Department of Chemical Engineering, Massachusetts Institute of Technology, Cambridge, Massachusetts 02139; email:
Annu Rev Chem Biomol Eng. 2017 Jun 7;8:549-575. doi: 10.1146/annurev-chembioeng-060816-101620.
Modern polymer science increasingly requires precise control over macromolecular structure and properties for engineering advanced materials and biomedical systems. The application of biological processes to design and synthesize artificial protein polymers offers a means for furthering macromolecular tunability, enabling polymers with dispersities of ∼1.0 and monomer-level sequence control. Taking inspiration from materials evolved in nature, scientists have created modular building blocks with simplified monomer sequences that replicate the function of natural systems. The corresponding protein engineering toolbox has enabled the systematic development of complex functional polymeric materials across areas as diverse as adhesives, responsive polymers, and medical materials. This review discusses the natural proteins that have inspired the development of key building blocks for protein polymer engineering and the function of these elements in material design. The prospects and progress for scalable commercialization of protein polymers are reviewed, discussing both technology needs and opportunities.
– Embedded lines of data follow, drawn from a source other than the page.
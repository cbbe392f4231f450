//! LR(0) kernels, state merging and epsilon-closure.

use super::Tables;
use crate::{
    grammar::{NonterminalID, ProductionID, SymbolID},
    item::Item,
    state::{Edge, State, StateID, StateItem},
};
use bit_set::BitSet;

/// An item about to be moved into a successor state.
#[derive(Debug, Copy, Clone)]
struct Candidate {
    /// The symbol the marker has just been moved over.
    through: SymbolID,
    left: Option<NonterminalID>,
    item: Item,
}

impl Tables<'_> {
    /// Build every state reachable from `$start -> . S`, recording the
    /// shift/goto edges of each state in symbol order.
    #[tracing::instrument(skip_all)]
    pub(super) fn compute_kernels(&mut self) {
        let g = self.g;

        let initial = Item::new(ProductionID::ACCEPT, 0);
        let items = self.make_state(&[(None, initial)]);
        self.register_state(None, items);

        let mut candidates = vec![];
        let mut visited = BitSet::with_capacity(g.nonterminals.len());

        // States appended during the loop are processed as well.
        let mut current = 0;
        while current < self.states.len() {
            candidates.clear();
            for x in self.states[current].items() {
                if let Some(through) = x.item.symbol_at(g) {
                    candidates.push(Candidate {
                        through,
                        left: None,
                        item: x.item.advance(),
                    });
                }
            }

            // Items of nonterminals derived at the leftmost position are moved
            // over their first symbol without being materialized.
            visited.clear();
            let mut i = 0;
            while i < candidates.len() {
                if let SymbolID::N(n) = candidates[i].through {
                    if visited.insert(n.index()) {
                        for &p in g.nonterminal(n).productions() {
                            if let Some(&first) = g.production(p).right().first() {
                                candidates.push(Candidate {
                                    through: first,
                                    left: Some(n),
                                    item: Item::new(p, 1),
                                });
                            }
                        }
                    }
                }
                i += 1;
            }

            candidates.sort_by_key(|c| (c.through, c.item.production, c.item.index));

            let mut shifts = vec![];
            let mut rest = &candidates[..];
            while let Some(head) = rest.first() {
                let len = rest
                    .iter()
                    .take_while(|c| c.through == head.through)
                    .count();
                let (run, tail) = rest.split_at(len);
                let target = self.find_or_create_state(head.through, run);
                shifts.push(Edge {
                    symbol: head.through,
                    target,
                });
                rest = tail;
            }

            self.shift_actions += shifts.len();
            self.states[current].shifts = shifts;
            current += 1;
        }

        tracing::trace!(
            "{} states, {} lookahead sets",
            self.states.len(),
            self.looks.len()
        );
    }

    fn find_or_create_state(&mut self, through: SymbolID, run: &[Candidate]) -> StateID {
        let kernel: Vec<Item> = run.iter().map(|c| c.item).collect();
        if let Some(&id) = self
            .states_through
            .get(&Some(through))
            .and_then(|states| states.get(&kernel))
        {
            return id;
        }

        let run: Vec<_> = run.iter().map(|c| (c.left, c.item)).collect();
        let items = self.make_state(&run);
        self.register_state(Some(through), items)
    }

    fn register_state(
        &mut self,
        through: Option<SymbolID>,
        (items, kernel_len): (Vec<StateItem>, usize),
    ) -> StateID {
        let id = StateID::from_raw(self.states.len() as u32);
        let kernel = items[..kernel_len].iter().map(|x| x.item).collect();
        self.states_through
            .entry(through)
            .or_default()
            .insert(kernel, id);
        self.states.push(State::new(id, through, items, kernel_len));
        id
    }

    /// Assign lookahead sets to the kernel and append the epsilon items
    /// reachable from it.
    ///
    /// Kernel items sharing a `left` nonterminal share one lookahead set.
    fn make_state(
        &mut self,
        kernel: &[(Option<NonterminalID>, Item)],
    ) -> (Vec<StateItem>, usize) {
        let mut items: Vec<StateItem> = Vec::with_capacity(kernel.len());
        for &(left, item) in kernel {
            let shared = left.and_then(|left| {
                items
                    .iter()
                    .find(|x| x.left == Some(left))
                    .map(|x| x.look)
            });
            let look = match shared {
                Some(look) => look,
                None => self.new_look(),
            };
            items.push(StateItem { left, look, item });
        }

        let kernel_len = items.len();
        let mut visited = BitSet::with_capacity(self.g.nonterminals.len());
        for i in 0..kernel_len {
            if let Some(SymbolID::N(n)) = items[i].item.symbol_at(self.g) {
                self.find_empty(n, &mut visited, &mut items);
            }
        }

        (items, kernel_len)
    }

    fn find_empty(&mut self, n: NonterminalID, visited: &mut BitSet, items: &mut Vec<StateItem>) {
        if !self.first_sets.has_empty(n) || !visited.insert(n.index()) {
            return;
        }
        let g = self.g;
        for &p in g.nonterminal(n).productions() {
            match g.production(p).right().first() {
                None => {
                    let look = self.new_look();
                    items.push(StateItem {
                        left: None,
                        look,
                        item: Item::new(p, 0),
                    });
                }
                Some(&SymbolID::N(m)) => self.find_empty(m, visited, items),
                Some(SymbolID::T(..)) => (),
            }
        }
    }
}

#[cfg(test)]
mod tests {
    use crate::{
        generator::generate,
        grammar::{Grammar, SymbolID::*},
        item::Item,
    };

    #[test]
    fn shared_left_context_shares_lookahead() {
        let mut ids = None;
        let grammar = Grammar::define(|g| {
            let a = g.terminal("a", None)?;
            let b = g.terminal("b", None)?;
            let c = g.terminal("c", None)?;
            let s = g.nonterminal("S")?;
            let x = g.nonterminal("X")?;
            g.rule(s, [N(x), T(c)], None)?;
            let p1 = g.rule(x, [T(a), T(b)], None)?;
            let p2 = g.rule(x, [T(a)], None)?;
            ids = Some((a, x, p1, p2));
            Ok(())
        })
        .unwrap();
        let (a, x, p1, p2) = ids.unwrap();

        let automaton = generate(&grammar).unwrap();
        eprintln!("{}", automaton.display(&grammar));

        let target = automaton.states()[0].shift(T(a)).unwrap();
        let state = automaton.state(target);
        let kernel = state.kernel();
        assert_eq!(kernel.len(), 2);
        assert_eq!(kernel[0].item, Item::new(p1, 1));
        assert_eq!(kernel[1].item, Item::new(p2, 1));
        assert_eq!(kernel[0].left, Some(x));
        assert_eq!(kernel[0].left, kernel[1].left);
        assert_eq!(kernel[0].look, kernel[1].look);
    }

    #[test]
    fn epsilon_items_follow_the_kernel() {
        let mut ids = None;
        let grammar = Grammar::define(|g| {
            let a = g.terminal("a", None)?;
            let s = g.nonterminal("S")?;
            let x = g.nonterminal("X")?;
            let y = g.nonterminal("Y")?;
            g.rule(s, [N(x), T(a)], None)?;
            g.rule(x, [N(y)], None)?;
            let y_empty = g.rule(y, [], None)?;
            ids = Some(y_empty);
            Ok(())
        })
        .unwrap();
        let y_empty = ids.unwrap();

        let automaton = generate(&grammar).unwrap();
        eprintln!("{}", automaton.display(&grammar));

        let initial = &automaton.states()[0];
        assert_eq!(initial.kernel().len(), 1);
        assert!(initial.kernel()[0].item.is_head());
        let epsilon: Vec<_> = initial.items()[1..].iter().map(|x| x.item).collect();
        assert_eq!(epsilon, vec![Item::new(y_empty, 0)]);
        assert!(initial.items()[1].left.is_none());
        assert_ne!(initial.items()[0].look, initial.items()[1].look);
    }
}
现代聚合物科学越来越需要对大分子结构和性能进行精确控制,以工程先进材料和生物医学系统。将生物过程应用于设计和合成人工蛋白质聚合物为进一步提高大分子的可调性提供了一种手段,使聚合物的分散度达到约 1.0 且具有单体水平的序列控制。受自然界中进化而来的材料的启发,科学家们创造了具有简化单体序列的模块化构建块,这些构建块复制了自然系统的功能。相应的蛋白质工程工具箱使复杂功能聚合物材料在各种领域的系统开发成为可能,如粘合剂、响应性聚合物和医用材料。本文综述了启发蛋白质聚合物工程关键构建块发展的天然蛋白质,以及这些元件在材料设计中的功能。综述了蛋白质聚合物可规模化商业化的前景和进展,讨论了技术需求和机遇。